Georgia Davis made her first major appearance in my third novel, AN IMAGE OF DEATH, published in 2004. However, she was also the protagonist in this story, which was written and published about the same time. In this story, Georgia, who is still an officer on the Village police force, is anxious to move up to detective and makes a startling discovery in a nursing home.
Officer Georgia Davis twisted her head toward her lapel mike. “Got it.” She turned back to her partner. “Another Geezer call.”
Robby Parker tossed his pop can in the trash. “Someone’s fixin’ to die?”
“No. Possible abuse. At Palatine Nursing Home.” She balled up the wrapper her burger came in. “Just me, though. You’re supposed to head back in.”
Parker threw her a knowing look. “Sorry.”
She shrugged as she zipped up her jacket. Juvies, Seniors, once in a while, a double D—the perks of the female cop in the suburbs. But it would end one day. She’d make detective. She had to.
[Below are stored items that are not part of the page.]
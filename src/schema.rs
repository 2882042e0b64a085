use chrono::{DateTime, Utc};
use serde::{Deserialize, Serialize};

// ------------------------------------------------------------
// Trade direction
// ------------------------------------------------------------
//
// Every exchange encodes the aggressor side differently
// ("buy"/"sell", "Buy"/"Sell", 1/-1). Normalizers map those codes
// onto this enum; storage writes the lowercase form.
//
#[derive(Debug, Clone, Copy, PartialEq, Eq, Serialize, Deserialize)]
#[serde(rename_all = "lowercase")]
pub enum Direction {
    Buy,
    Sell,
}

impl Direction {
    pub fn as_str(&self) -> &'static str {
        match self {
            Direction::Buy => "buy",
            Direction::Sell => "sell",
        }
    }

    /// Parses textual side codes, case-insensitive.
    pub fn parse(raw: &str) -> Option<Self> {
        match raw.trim().to_ascii_lowercase().as_str() {
            "buy" | "b" | "bid" => Some(Direction::Buy),
            "sell" | "s" | "ask" => Some(Direction::Sell),
            _ => None,
        }
    }
}

// ------------------------------------------------------------
// Canonical trade record
// ------------------------------------------------------------
//
// The exchange-agnostic representation every trade normalizer
// produces. The natural key is `trade_id`; uniqueness is
// exchange-scoped, so each exchange writes to its own tables.
//
// Only `trade_id` and `instrument_name` are guaranteed. Every numeric
// field is optional: a value that fails to parse is stored as NULL
// instead of dropping the trade.
//
#[derive(Debug, Clone, PartialEq, Serialize, Deserialize)]
pub struct Trade {
    /// Exchange-assigned identifier (natural key)
    pub trade_id: String,

    /// Canonical instrument name: CURRENCY-DDMMMYY-STRIKE-TYPE
    pub instrument_name: String,

    pub price: Option<f64>,

    /// Size in exchange contracts
    pub contracts: Option<f64>,

    /// Size in underlying (or quote for Binance) units
    pub amount: Option<f64>,

    pub direction: Option<Direction>,

    pub mark_price: Option<f64>,
    pub index_price: Option<f64>,
    pub iv: Option<f64>,

    // Block trade fields (Deribit, Bybit)
    pub block_trade_id: Option<String>,
    pub block_trade_leg_count: Option<i32>,
    pub combo_id: Option<String>,
    pub combo_trade_id: Option<String>,

    // Deribit-only extras, kept when present
    pub trade_seq: Option<i64>,
    pub tick_direction: Option<i32>,
    pub liquidation: Option<String>,

    pub timestamp: DateTime<Utc>,
}

impl Trade {
    /// Minimal record: identity plus timestamp, everything else empty.
    pub fn new(
        trade_id: impl Into<String>,
        instrument_name: impl Into<String>,
        timestamp: DateTime<Utc>,
    ) -> Self {
        Self {
            trade_id: trade_id.into(),
            instrument_name: instrument_name.into(),
            price: None,
            contracts: None,
            amount: None,
            direction: None,
            mark_price: None,
            index_price: None,
            iv: None,
            block_trade_id: None,
            block_trade_leg_count: None,
            combo_id: None,
            combo_trade_id: None,
            trade_seq: None,
            tick_direction: None,
            liquidation: None,
            timestamp,
        }
    }

    pub fn is_block_trade(&self) -> bool {
        self.block_trade_id
            .as_deref()
            .is_some_and(|id| !id.is_empty())
    }
}

// ------------------------------------------------------------
// Canonical candle record
// ------------------------------------------------------------
//
// Natural key: (open_time, interval, exchange, symbol).
//
#[derive(Debug, Clone, PartialEq, Serialize, Deserialize)]
pub struct Candle {
    /// Open time in milliseconds since Unix epoch
    pub open_time: i64,

    /// Interval code, e.g. "1h"
    pub interval: String,

    pub exchange: String,

    /// Exchange symbol, e.g. "BTCUSDT"
    pub symbol: String,

    pub open: Option<f64>,
    pub high: Option<f64>,
    pub low: Option<f64>,
    pub close: Option<f64>,
    pub volume: Option<f64>,

    pub close_time: Option<i64>,
    pub quote_asset_volume: Option<f64>,
    pub number_of_trades: Option<i64>,
    pub taker_buy_base_volume: Option<f64>,
    pub taker_buy_quote_volume: Option<f64>,

    /// `open_time` as an absolute time
    pub timestamp: DateTime<Utc>,
}

// ------------------------------------------------------------
// Collector status snapshot
// ------------------------------------------------------------
//
// Point-in-time copy of a collector's statistics. Produced by the
// collector core, consumed by the alert sink (status channel) and
// by shutdown logging.
//
#[derive(Debug, Clone, PartialEq, Serialize, Deserialize)]
pub struct StatusSnapshot {
    pub connected: bool,
    pub total_requests: u64,
    pub successful_requests: u64,
    pub failed_requests: u64,
    pub total_saved: u64,
    pub last_activity: DateTime<Utc>,
}

impl StatusSnapshot {
    /// Fraction of failed requests, 0.0 when nothing was attempted yet.
    pub fn error_rate(&self) -> f64 {
        if self.total_requests == 0 {
            return 0.0;
        }
        self.failed_requests as f64 / self.total_requests as f64
    }
}

#[cfg(test)]
mod tests {
    use super::*;

    #[test]
    fn direction_parses_exchange_spellings() {
        assert_eq!(Direction::parse("Buy"), Some(Direction::Buy));
        assert_eq!(Direction::parse("SELL"), Some(Direction::Sell));
        assert_eq!(Direction::parse("sideways"), None);
    }

    #[test]
    fn empty_block_trade_id_is_not_a_block_trade() {
        let mut t = Trade::new("1", "BTC-29MAR24-60000-C", Utc::now());
        assert!(!t.is_block_trade());
        t.block_trade_id = Some(String::new());
        assert!(!t.is_block_trade());
        t.block_trade_id = Some("BLOCK-1".into());
        assert!(t.is_block_trade());
    }

    #[test]
    fn error_rate_handles_zero_requests() {
        let s = StatusSnapshot {
            connected: false,
            total_requests: 0,
            successful_requests: 0,
            failed_requests: 0,
            total_saved: 0,
            last_activity: Utc::now(),
        };
        assert_eq!(s.error_rate(), 0.0);
    }
}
Exiting the food court, they walked past the newest store in the mall, “Scensations”, a luxury perfume shop where people designed their own fragrance. After customers chose a blend from over fifty oils and scents available, the store poured it into a bottle, slapped on a label, and charged a hefty price for the privilege. The founder had to be a baby-boomer, Georgia thought, as they skirted the door. Who else would push the envelope of narcissism that far?
“Six months.” Parker yanked his thumb at the window.
She shook her head. “It’s a fresh gimmick. I give it a year.”
After dropping Parker at the station, she headed over to Palatine Nursing Home. A small, red-bricked building unrelieved by trim or shutters, it crouched behind a large tree whose branches were coated with glassy ice. Patches of dirty snow hugged the ground around it. Driving into a side lot, she parked next to an old Mercedes. The unremitting landscape, in desolate shades of gray, seemed to presage an endless year of Februarys. She pulled her collar up against the cold.